TEMPO.CO, Jakarta -Kabid Humas Polda Metro Jaya Kombes Polisi Yusri Yunus menyatakan klinik ilegal di Koja, Jakarta Utara sudah beroperasi sekitar tiga tahun yang lalu dengan rutin menjual obat ilegal.
"Kami masih mendalami siapa yang mengirimkan barang ke tersangka, karena pengakuannya selama ini dia dapatkan dari seseorang," kata Yusri di Kantor Polres Metro Jakarta Utara, Jumat, 21 Februari 2020.
Yusri menjelaskan tersangka juga mendistribusikan obat-obatan itu ke apotek-apotek dan ke toko obat di sekitar wilayahnya. "Tersangka membuka klinik yang ditelusuri ternyata tidak memiliki izin," ujanya .
Polisi mengamankan pemilik klinik, ZK (55) pada Selasa (18/2) bersama barang bukti 84 kotak atau 2.016 botol berisikan 2.016.000 butir tablet Hexymer dengan komposisi dua miligram (mg) Trihexyphenidyl.
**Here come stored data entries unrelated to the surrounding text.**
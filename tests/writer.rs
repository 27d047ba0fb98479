use osm2graph::geometry::{EdgeDraft, MemoryPointLookup, PointLookup, edge_draft};
use osm2graph::normalize::{ItemKind, NormalizedItem};
use osm2graph::{
    BatchConfig, GraphStore, GraphWriter, LookupError, PropertySet, RecordOutcome, SkipReason,
    StoreConfig,
};
use tempfile::{TempDir, tempdir};

async fn open_store() -> (TempDir, GraphStore) {
    let dir = tempdir().expect("tempdir");
    let store = GraphStore::connect(&StoreConfig::sqlite(dir.path().join("graph.db")))
        .await
        .expect("connect");
    (dir, store)
}

fn point(osm_id: i64, lon: f64, lat: f64) -> PropertySet {
    let mut props = PropertySet::new();
    props.insert("osm_id", osm_id);
    props.insert("lon", lon);
    props.insert("lat", lat);
    props
}

async fn draft(start_id: i64, end_id: i64) -> EdgeDraft {
    let mut lookup = MemoryPointLookup::new();
    lookup.insert(start_id, 0.0, 0.0);
    lookup.insert(end_id, 0.0, 0.001);

    let mut properties = PropertySet::new();
    properties.insert("osm_id", 500i64);
    properties.insert("highway", "residential");
    let road = NormalizedItem {
        kind: ItemKind::Road,
        osm_id: 500,
        properties,
        members: vec![start_id, end_id],
    };
    edge_draft(&road, 0, 1, &lookup).await.expect("draft")
}

#[tokio::test]
async fn commits_once_the_threshold_is_exceeded() {
    let (_dir, store) = open_store().await;
    let batch = BatchConfig {
        commit_threshold: 2,
        node_cost: 1,
        edge_cost: 500,
    };
    let mut writer = GraphWriter::new(store.clone(), batch).await.expect("writer");

    for id in 1..=3 {
        let outcome = writer.create_point(&point(id, 0.0, id as f64)).await.unwrap();
        assert_eq!(outcome, RecordOutcome::Written);
    }
    assert_eq!(writer.stats().commits, 1);
    assert_eq!(writer.pending_cost(), 0);
    assert_eq!(store.count_nodes().await.unwrap(), 3);

    writer.create_point(&point(4, 0.0, 4.0)).await.unwrap();
    assert_eq!(writer.pending_cost(), 1);
    // the fourth point is still in the open batch
    assert_eq!(store.count_nodes().await.unwrap(), 3);

    let stats = writer.shutdown().await.expect("shutdown");
    assert_eq!(stats.points_written, 4);
    assert_eq!(stats.commits, 2);
    assert_eq!(store.count_nodes().await.unwrap(), 4);
}

#[tokio::test]
async fn edge_cost_dominates_the_default_batch() {
    let (_dir, store) = open_store().await;
    let mut writer = GraphWriter::new(store.clone(), BatchConfig::default())
        .await
        .expect("writer");
    writer.create_point(&point(1, 0.0, 0.0)).await.unwrap();
    writer.create_point(&point(2, 0.0, 0.001)).await.unwrap();

    // endpoints are resolved inside the open batch, before any commit
    let draft = draft(1, 2).await;
    for _ in 0..10 {
        assert!(writer.create_edge(&draft).await.unwrap().is_written());
    }
    // 2 + 10 * 500 = 5002 > 5000
    assert_eq!(writer.stats().commits, 1);
    assert_eq!(writer.pending_cost(), 0);
    assert_eq!(store.count_edges().await.unwrap(), 10);
    writer.shutdown().await.unwrap();
}

#[tokio::test]
async fn edge_with_missing_endpoint_is_skipped() {
    let (_dir, store) = open_store().await;
    let mut writer = GraphWriter::new(store.clone(), BatchConfig::default())
        .await
        .expect("writer");
    writer.create_point(&point(1, 0.0, 0.0)).await.unwrap();

    let outcome = writer.create_edge(&draft(1, 2).await).await.unwrap();
    assert_eq!(outcome, RecordOutcome::Skipped(SkipReason::MissingEndpoint(2)));
    let outcome = writer.create_edge(&draft(3, 1).await).await.unwrap();
    assert_eq!(outcome, RecordOutcome::Skipped(SkipReason::MissingEndpoint(3)));
    // skipped edges are charged like written ones
    assert_eq!(writer.pending_cost(), 1 + 2 * 500);

    let stats = writer.shutdown().await.unwrap();
    assert_eq!(stats.edges_skipped, 2);
    assert_eq!(stats.edges_written, 0);
    assert_eq!(store.count_edges().await.unwrap(), 0);
}

#[tokio::test]
async fn point_without_coordinate_is_skipped() {
    let (_dir, store) = open_store().await;
    let mut writer = GraphWriter::new(store.clone(), BatchConfig::default())
        .await
        .expect("writer");

    let mut props = PropertySet::new();
    props.insert("osm_id", 9i64);
    props.insert("lat", 1.0);
    let outcome = writer.create_point(&props).await.unwrap();
    assert_eq!(outcome, RecordOutcome::Skipped(SkipReason::MissingCoordinate));
    assert_eq!(writer.pending_cost(), 1);

    writer.shutdown().await.unwrap();
    assert_eq!(store.count_nodes().await.unwrap(), 0);
}

#[tokio::test]
async fn skipped_records_count_toward_the_batch() {
    let (_dir, store) = open_store().await;
    let batch = BatchConfig {
        commit_threshold: 1000,
        node_cost: 1,
        edge_cost: 500,
    };
    let mut writer = GraphWriter::new(store.clone(), batch).await.expect("writer");
    writer.create_point(&point(1, 0.0, 0.0)).await.unwrap();

    let missing = draft(1, 2).await;
    writer.create_edge(&missing).await.unwrap();
    assert_eq!(writer.stats().commits, 0);
    assert_eq!(writer.pending_cost(), 501);

    // 1 + 2 * 500 = 1001 > 1000
    writer.create_edge(&missing).await.unwrap();
    assert_eq!(writer.stats().commits, 1);
    assert_eq!(writer.pending_cost(), 0);
    assert_eq!(writer.stats().edges_skipped, 2);
    assert_eq!(writer.stats().edges_written, 0);
    assert_eq!(store.count_nodes().await.unwrap(), 1);

    let mut no_coordinate = PropertySet::new();
    no_coordinate.insert("osm_id", 9i64);
    writer.create_point(&no_coordinate).await.unwrap();
    assert_eq!(writer.pending_cost(), 1);

    writer.shutdown().await.unwrap();
}

#[tokio::test]
async fn duplicate_point_rolls_back_alone() {
    let (_dir, store) = open_store().await;
    let mut writer = GraphWriter::new(store.clone(), BatchConfig::default())
        .await
        .expect("writer");
    writer.create_indexes(true).await.expect("indexes");

    assert!(writer.create_point(&point(1, 0.0, 0.0)).await.unwrap().is_written());
    let outcome = writer.create_point(&point(1, 1.0, 1.0)).await.unwrap();
    assert!(matches!(outcome, RecordOutcome::Skipped(SkipReason::Rejected(_))));
    assert!(writer.create_point(&point(2, 0.0, 0.001)).await.unwrap().is_written());

    writer.shutdown().await.unwrap();
    assert_eq!(store.count_nodes().await.unwrap(), 2);
}

#[tokio::test]
async fn store_lookup_sees_committed_points_and_flags_duplicates() {
    let (_dir, store) = open_store().await;
    let mut writer = GraphWriter::new(store.clone(), BatchConfig::default())
        .await
        .expect("writer");
    let lookup = store.point_lookup();

    writer.create_point(&point(1, -122.5, 37.75)).await.unwrap();
    assert!(matches!(lookup.lookup(1).await, Err(LookupError::NotFound(1))));

    writer.commit().await.unwrap();
    let coord = lookup.lookup(1).await.expect("committed point");
    assert_eq!((coord.x, coord.y), (-122.5, 37.75));

    // no unique index yet, so a duplicate can get in
    writer.create_point(&point(1, 0.0, 0.0)).await.unwrap();
    writer.commit().await.unwrap();
    assert!(matches!(lookup.lookup(1).await, Err(LookupError::Ambiguous(1))));
    assert!(matches!(lookup.lookup(7).await, Err(LookupError::NotFound(7))));

    writer.shutdown().await.unwrap();
}

#[tokio::test]
async fn truncation_commits_immediately() {
    let (_dir, store) = open_store().await;
    let mut writer = GraphWriter::new(store.clone(), BatchConfig::default())
        .await
        .expect("writer");
    writer.create_point(&point(1, 0.0, 0.0)).await.unwrap();
    writer.create_point(&point(2, 0.0, 0.001)).await.unwrap();
    writer.create_edge(&draft(1, 2).await).await.unwrap();
    writer.create_edge(&draft(2, 1).await).await.unwrap();

    assert_eq!(writer.truncate_edges().await.unwrap(), 2);
    assert_eq!(store.count_edges().await.unwrap(), 0);
    assert_eq!(store.count_nodes().await.unwrap(), 2);

    writer.create_edge(&draft(1, 2).await).await.unwrap();
    assert_eq!(writer.truncate_nodes().await.unwrap(), 2);
    assert_eq!(store.count_nodes().await.unwrap(), 0);
    assert_eq!(store.count_edges().await.unwrap(), 0);
    assert_eq!(writer.pending_cost(), 0);

    writer.shutdown().await.unwrap();
}

#[tokio::test]
async fn dropping_absent_indexes_is_not_an_error() {
    let (_dir, store) = open_store().await;
    let mut writer = GraphWriter::new(store.clone(), BatchConfig::default())
        .await
        .expect("writer");

    writer.drop_indexes().await.expect("drop on a fresh store");
    writer.create_indexes(false).await.expect("create");
    writer.drop_indexes().await.expect("drop existing");
    writer.drop_indexes().await.expect("drop again");
    assert_eq!(store.count_nodes().await.unwrap(), 0);
    assert_eq!(store.count_edges().await.unwrap(), 0);

    writer.shutdown().await.unwrap();
}

#[tokio::test]
async fn abort_discards_the_open_batch() {
    let (_dir, store) = open_store().await;
    let mut writer = GraphWriter::new(store.clone(), BatchConfig::default())
        .await
        .expect("writer");
    writer.create_point(&point(1, 0.0, 0.0)).await.unwrap();
    writer.commit().await.unwrap();
    writer.create_point(&point(2, 0.0, 0.001)).await.unwrap();

    let stats = writer.abort().await.unwrap();
    assert_eq!(stats.points_written, 2);
    assert_eq!(store.count_nodes().await.unwrap(), 1);
    assert!(store.find_point(2).await.unwrap().is_none());
}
Tersangka menjual satu botol merk Hexymer ke toko-toko obat dengan harga Rp230 ribu. Sementara dari pemasok dihargai Rp210 ribu. Tersangka mendapatkan keuntungan sebesar Rp20 ribu.
Selain itu, obat ilegal lainnya, yakni 375 dus berisikan 37.500 butir tablet Trihexyphenidyl dalam kemasan strip dengan komposisi dua mg. Untuk satu strip tersangka mengambil keuntungan sebesar Rp2.000.
Kepala Suku Dinas Kesehatan Jakarta Utara Yudi Dimyadi menegaskan jika klinik tersangka adalah ilegal, karena tidak terdaftar dan memiliki izin di pemerintah Kota Jakarta Utara.
"Sudah dicek ke PTSP (pelayanan terpadu satu pintu), ternyata tidak terdaftar kliniknya. Klinik ilegal tidak punya izin," kata Yudi.
Tersangka menggunakan lantai bawah di rumahnya sebagai klinik untuk melayani pemeriksaan kesehatan seperti tekanan darah hingga kadar gula darah.
Polisi mengamankan pemilik klinik, ZK (55) pada Selasa 18 Februari 2020 lalu bersama barang jutaan butir obat ilegal dengan dua merek yakni Hexymer dan Trihexyphenidyl.
Tersangka kasus obat ilegal itu, ZK, dijerat pasal 197 juncto pasal 196 UU RI Nomor 36 tahun 2009 tentang Kesehatan dengan ancaman hukumannya 15 tahun penjara dengan denda Rp 1,5 miliar.